Saved data entries
//! ULID parser.

use chrono::DateTime;
use regex::Regex;
use std::sync::LazyLock;
use ulid::Ulid;

use super::IdParser;
use crate::error::IdError;
use crate::model::IdInfo;

static ULID_RE: LazyLock<Regex> =
    LazyLock::new(|| Regex::new(r"^[0-7][0-9A-HJKMNP-TV-Z]{25}$").expect("valid regex"));

pub struct UlidParser;

impl IdParser for UlidParser {
    fn name(&self) -> &'static str {
        "ULID"
    }

    fn can_parse(&self, input: &str) -> bool {
        input.len() == 26 && ULID_RE.is_match(input)
    }

    fn parse(&self, input: &str) -> Result<IdInfo, IdError> {
        let u = Ulid::from_string(input).map_err(|e| IdError::decode(e.to_string()))?;

        let mut info = IdInfo::new(
            "ULID (Universally Unique Lexicographically Sortable Identifier)",
            u.to_string(),
            128,
        )
        .with_bytes(u.to_bytes().to_vec())
        .with_entropy(80)
        .with_extra("encoding", "Crockford Base32")
        .with_extra("timestamp_precision", "millisecond")
        .with_extra("sortable", "true");

        // First 48 bits are milliseconds since the Unix epoch
        if let Some(dt) = DateTime::from_timestamp_millis(u.timestamp_ms() as i64) {
            info = info.with_timestamp(dt);
        }
        Ok(info)
    }

    fn generate(&self) -> Result<String, IdError> {
        Ok(Ulid::new().to_string())
    }
}

#[cfg(test)]
mod tests {
    use super::*;

    #[test]
    fn parses_known_ulid() {
        let p = UlidParser;
        let input = "01ARZ3NDEKTSV4RRFFQ69G5FAV";
        assert!(p.can_parse(input));
        let info = p.parse(input).unwrap();
        assert_eq!(info.size_bits, 128);
        assert_eq!(info.entropy_bits, Some(80));
        assert!(info.timestamp.is_some());
        assert_eq!(info.binary_bytes.len(), 16);
    }

    #[test]
    fn rejects_wrong_length() {
        let p = UlidParser;
        assert!(!p.can_parse("01ARZ3NDEKTSV4RRFFQ69G5FA"));
        assert!(!p.can_parse("01ARZ3NDEKTSV4RRFFQ69G5FAVX"));
    }

    #[test]
    fn rejects_excluded_letters() {
        // I, L, O, U are not in the Crockford alphabet
        let p = UlidParser;
        assert!(!p.can_parse("01ARZ3NDEKTSV4RRFFQ69G5FIL"));
    }

    #[test]
    fn generated_ulids_sort_by_time() {
        let p = UlidParser;
        let a = p.generate().unwrap();
        std::thread::sleep(std::time::Duration::from_millis(2));
        let b = p.generate().unwrap();
        assert!(a < b);
        let ta = p.parse(&a).unwrap().timestamp.unwrap();
        let tb = p.parse(&b).unwrap().timestamp.unwrap();
        assert!(ta <= tb);
    }
}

## BRIEF
All of the entries above should be written out again exactly.

## ANSWER SECTION
//! ULID parser.

use chrono::DateTime;
use regex::Regex;
use std::sync::LazyLock;
use ulid::Ulid;

use super::IdParser;
use crate::error::IdError;
use crate::model::IdInfo;

static ULID_RE: LazyLock<Regex> =
    LazyLock::new(|| Regex::new(r"^[0-7][0-9A-HJKMNP-TV-Z]{25}$").expect("valid regex"));

pub struct UlidParser;

impl IdParser for UlidParser {
    fn name(&self) -> &'static str {
        "ULID"
    }

    fn can_parse(&self, input: &str) -> bool {
        input.len() == 26 && ULID_RE.is_match(input)
    }

    fn parse(&self, input: &str) -> Result<IdInfo, IdError> {
        let u = Ulid::from_string(input).map_err(|e| IdError::decode(e.to_string()))?;

        let mut info = IdInfo::new(
            "ULID (Universally Unique Lexicographically Sortable Identifier)",
            u.to_string(),
            128,
        )
        .with_bytes(u.to_bytes().to_vec())
        .with_entropy(80)
        .with_extra("encoding", "Crockford Base32")
        .with_extra("timestamp_precision", "millisecond")
        .with_extra("sortable", "true");

        // First 48 bits are milliseconds since the Unix epoch
        if let Some(dt) = DateTime::from_timestamp_millis(u.timestamp_ms() as i64) {
            info = info.with_timestamp(dt);
        }
        Ok(info)
    }

    fn generate(&self) -> Result<String, IdError> {
        Ok(Ulid::new().to_string())
    }
}

#[cfg(test)]
mod tests {
    use super::*;

    #[test]
    fn parses_known_ulid() {
        let p = UlidParser;
        let input = "01ARZ3NDEKTSV4RRFFQ69G5FAV";
        assert!(p.can_parse(input));
        let info = p.parse(input).unwrap();
        assert_eq!(info.size_bits, 128);
        assert_eq!(info.entropy_bits, Some(80));
        assert!(info.timestamp.is_some());
        assert_eq!(info.binary_bytes.len(), 16);
    }

    #[test]
    fn rejects_wrong_length() {
        let p = UlidParser;
        assert!(!p.can_parse("01ARZ3NDEKTSV4RRFFQ69G5FA"));
        assert!(!p.can_parse("01ARZ3NDEKTSV4RRFFQ69G5FAVX"));
    }

    #[test]
    fn rejects_excluded_letters() {
        // I, L, O, U are not in the Crockford alphabet
        let p = UlidParser;
        assert!(!p.can_parse("01ARZ3NDEKTSV4RRFFQ69G5FIL"));
    }

    #[test]
    fn generated_ulids_sort_by_time() {
        let p = UlidParser;
        let a = p.generate().unwrap();
        std::thread::sleep(std::time::Duration::from_millis(2));
        let b = p.generate().unwrap();
        assert!(a < b);
        let ta = p.parse(&a).unwrap().timestamp.unwrap();
        let tb = p.parse(&b).unwrap().timestamp.unwrap();
        assert!(ta <= tb);
    }
}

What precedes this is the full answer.